_Task requirements:_
Although the data below holds other lines too, output only those from the line with "self.spec.metadata.as_ref().and_then(|m| m.labels.as_ref())" up to and including the line with "every change to", exactly as they appear.

(Saved entries)

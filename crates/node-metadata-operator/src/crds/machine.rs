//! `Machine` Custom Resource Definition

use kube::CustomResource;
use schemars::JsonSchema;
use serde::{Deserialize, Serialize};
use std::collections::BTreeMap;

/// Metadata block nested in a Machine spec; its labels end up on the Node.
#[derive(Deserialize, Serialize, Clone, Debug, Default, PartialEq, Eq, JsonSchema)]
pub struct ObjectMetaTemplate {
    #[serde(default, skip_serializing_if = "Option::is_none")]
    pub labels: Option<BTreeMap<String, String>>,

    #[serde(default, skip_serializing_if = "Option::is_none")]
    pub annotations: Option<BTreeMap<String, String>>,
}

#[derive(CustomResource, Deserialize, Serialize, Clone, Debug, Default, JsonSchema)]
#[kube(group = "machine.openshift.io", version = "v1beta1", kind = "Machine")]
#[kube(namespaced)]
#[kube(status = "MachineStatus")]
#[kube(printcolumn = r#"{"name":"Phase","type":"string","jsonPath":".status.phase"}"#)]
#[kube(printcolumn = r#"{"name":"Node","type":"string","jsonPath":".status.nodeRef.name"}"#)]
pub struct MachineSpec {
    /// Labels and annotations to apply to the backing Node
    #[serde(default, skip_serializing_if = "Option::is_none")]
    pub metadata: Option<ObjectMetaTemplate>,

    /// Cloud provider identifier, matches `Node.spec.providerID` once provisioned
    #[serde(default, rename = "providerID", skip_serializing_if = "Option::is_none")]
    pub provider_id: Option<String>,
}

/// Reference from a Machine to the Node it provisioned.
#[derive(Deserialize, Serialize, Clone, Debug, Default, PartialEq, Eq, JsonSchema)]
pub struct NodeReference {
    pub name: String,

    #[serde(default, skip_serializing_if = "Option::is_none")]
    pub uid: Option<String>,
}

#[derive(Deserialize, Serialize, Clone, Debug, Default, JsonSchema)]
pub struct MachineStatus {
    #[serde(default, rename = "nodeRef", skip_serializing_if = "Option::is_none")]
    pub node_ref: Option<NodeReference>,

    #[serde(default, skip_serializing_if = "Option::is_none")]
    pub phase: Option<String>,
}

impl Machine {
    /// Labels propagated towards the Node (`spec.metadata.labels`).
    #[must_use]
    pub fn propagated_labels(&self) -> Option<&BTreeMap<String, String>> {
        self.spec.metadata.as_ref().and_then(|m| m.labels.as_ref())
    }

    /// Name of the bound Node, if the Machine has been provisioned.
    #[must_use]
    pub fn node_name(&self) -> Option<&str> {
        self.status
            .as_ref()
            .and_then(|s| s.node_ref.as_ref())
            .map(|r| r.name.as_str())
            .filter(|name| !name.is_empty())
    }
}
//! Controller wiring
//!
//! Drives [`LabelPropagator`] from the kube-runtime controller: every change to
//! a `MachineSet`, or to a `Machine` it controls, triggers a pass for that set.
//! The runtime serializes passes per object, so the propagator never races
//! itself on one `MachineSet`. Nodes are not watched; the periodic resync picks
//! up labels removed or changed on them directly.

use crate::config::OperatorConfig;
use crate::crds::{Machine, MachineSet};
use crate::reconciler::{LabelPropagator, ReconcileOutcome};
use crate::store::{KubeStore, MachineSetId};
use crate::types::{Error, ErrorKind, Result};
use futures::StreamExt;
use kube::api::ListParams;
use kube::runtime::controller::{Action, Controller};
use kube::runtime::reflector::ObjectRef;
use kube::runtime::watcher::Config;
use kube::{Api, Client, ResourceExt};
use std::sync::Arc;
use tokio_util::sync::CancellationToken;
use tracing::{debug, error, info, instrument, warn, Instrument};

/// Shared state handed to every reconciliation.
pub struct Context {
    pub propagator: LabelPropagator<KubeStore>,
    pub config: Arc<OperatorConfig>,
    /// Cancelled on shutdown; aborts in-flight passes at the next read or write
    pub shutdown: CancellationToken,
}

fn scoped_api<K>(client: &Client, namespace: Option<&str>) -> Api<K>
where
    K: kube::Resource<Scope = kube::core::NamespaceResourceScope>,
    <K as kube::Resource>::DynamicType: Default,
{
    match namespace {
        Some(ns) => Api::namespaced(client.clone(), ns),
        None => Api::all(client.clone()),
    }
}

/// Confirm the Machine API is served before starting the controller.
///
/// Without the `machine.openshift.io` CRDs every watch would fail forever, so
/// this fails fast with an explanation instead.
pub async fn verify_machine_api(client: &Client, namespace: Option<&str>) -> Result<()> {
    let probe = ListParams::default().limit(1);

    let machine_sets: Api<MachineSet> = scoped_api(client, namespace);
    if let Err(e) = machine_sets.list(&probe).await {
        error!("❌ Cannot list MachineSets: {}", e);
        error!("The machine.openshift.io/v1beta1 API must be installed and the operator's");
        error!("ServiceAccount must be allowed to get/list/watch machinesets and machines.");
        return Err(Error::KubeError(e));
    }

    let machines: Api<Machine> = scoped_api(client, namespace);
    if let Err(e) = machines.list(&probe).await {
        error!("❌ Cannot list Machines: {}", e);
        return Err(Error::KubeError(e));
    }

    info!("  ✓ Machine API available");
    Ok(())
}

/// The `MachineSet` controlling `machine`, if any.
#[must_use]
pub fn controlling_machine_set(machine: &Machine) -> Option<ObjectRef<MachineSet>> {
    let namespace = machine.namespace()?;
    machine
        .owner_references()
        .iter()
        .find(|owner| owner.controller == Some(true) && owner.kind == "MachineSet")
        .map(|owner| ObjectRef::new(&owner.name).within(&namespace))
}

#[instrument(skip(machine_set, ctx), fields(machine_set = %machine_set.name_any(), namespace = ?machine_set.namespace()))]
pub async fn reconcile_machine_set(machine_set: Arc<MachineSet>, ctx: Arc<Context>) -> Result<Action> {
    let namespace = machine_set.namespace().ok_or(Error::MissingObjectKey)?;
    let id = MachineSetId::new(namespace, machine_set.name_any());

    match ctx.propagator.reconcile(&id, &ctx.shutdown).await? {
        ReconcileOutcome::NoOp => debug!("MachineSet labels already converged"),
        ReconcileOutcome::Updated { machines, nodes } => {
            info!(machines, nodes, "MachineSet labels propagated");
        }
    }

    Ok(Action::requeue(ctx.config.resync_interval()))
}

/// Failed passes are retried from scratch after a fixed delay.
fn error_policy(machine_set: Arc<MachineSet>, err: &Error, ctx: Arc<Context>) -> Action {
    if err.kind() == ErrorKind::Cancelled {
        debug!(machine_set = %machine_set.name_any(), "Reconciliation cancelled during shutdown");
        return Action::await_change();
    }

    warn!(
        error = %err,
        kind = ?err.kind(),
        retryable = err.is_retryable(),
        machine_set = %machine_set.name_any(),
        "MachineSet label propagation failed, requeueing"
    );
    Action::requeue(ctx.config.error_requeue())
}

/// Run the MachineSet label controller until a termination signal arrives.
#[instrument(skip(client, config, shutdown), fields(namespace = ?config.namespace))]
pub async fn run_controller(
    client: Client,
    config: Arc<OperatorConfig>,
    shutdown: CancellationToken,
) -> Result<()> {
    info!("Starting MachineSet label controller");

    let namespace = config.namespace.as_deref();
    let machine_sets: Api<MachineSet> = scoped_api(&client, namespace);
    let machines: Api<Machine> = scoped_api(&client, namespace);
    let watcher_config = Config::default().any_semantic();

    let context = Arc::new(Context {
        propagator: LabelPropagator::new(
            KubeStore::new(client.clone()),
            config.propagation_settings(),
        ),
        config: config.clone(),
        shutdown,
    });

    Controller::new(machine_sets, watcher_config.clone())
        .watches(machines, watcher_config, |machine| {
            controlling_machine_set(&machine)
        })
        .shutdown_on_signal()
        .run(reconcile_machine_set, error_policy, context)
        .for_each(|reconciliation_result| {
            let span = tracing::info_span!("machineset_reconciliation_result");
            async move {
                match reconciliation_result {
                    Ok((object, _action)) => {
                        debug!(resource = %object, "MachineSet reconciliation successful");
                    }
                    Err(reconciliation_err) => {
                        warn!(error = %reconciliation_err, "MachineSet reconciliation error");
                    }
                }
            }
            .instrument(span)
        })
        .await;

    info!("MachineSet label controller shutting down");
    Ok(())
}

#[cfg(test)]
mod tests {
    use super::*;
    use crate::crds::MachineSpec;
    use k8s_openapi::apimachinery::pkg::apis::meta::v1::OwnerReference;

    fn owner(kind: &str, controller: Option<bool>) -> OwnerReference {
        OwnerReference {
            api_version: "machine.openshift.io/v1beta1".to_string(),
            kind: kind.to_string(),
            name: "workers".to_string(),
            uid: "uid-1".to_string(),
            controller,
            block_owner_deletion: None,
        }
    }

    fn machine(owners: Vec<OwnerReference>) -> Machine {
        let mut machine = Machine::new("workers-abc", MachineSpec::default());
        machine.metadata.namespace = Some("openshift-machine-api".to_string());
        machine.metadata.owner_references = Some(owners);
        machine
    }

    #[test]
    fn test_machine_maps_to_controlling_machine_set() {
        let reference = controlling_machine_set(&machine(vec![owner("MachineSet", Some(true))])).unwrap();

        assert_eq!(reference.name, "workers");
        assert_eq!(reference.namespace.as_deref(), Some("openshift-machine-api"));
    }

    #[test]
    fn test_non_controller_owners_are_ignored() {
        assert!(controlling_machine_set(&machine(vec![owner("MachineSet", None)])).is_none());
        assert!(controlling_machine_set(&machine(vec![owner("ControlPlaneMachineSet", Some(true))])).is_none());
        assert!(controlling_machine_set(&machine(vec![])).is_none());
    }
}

_Exercise answer:_
        self.spec.metadata.as_ref().and_then(|m| m.labels.as_ref())
    }

    /// Name of the bound Node, if the Machine has been provisioned.
    #[must_use]
    pub fn node_name(&self) -> Option<&str> {
        self.status
            .as_ref()
            .and_then(|s| s.node_ref.as_ref())
            .map(|r| r.name.as_str())
            .filter(|name| !name.is_empty())
    }
}
//! Controller wiring
//!
//! Drives [`LabelPropagator`] from the kube-runtime controller: every change to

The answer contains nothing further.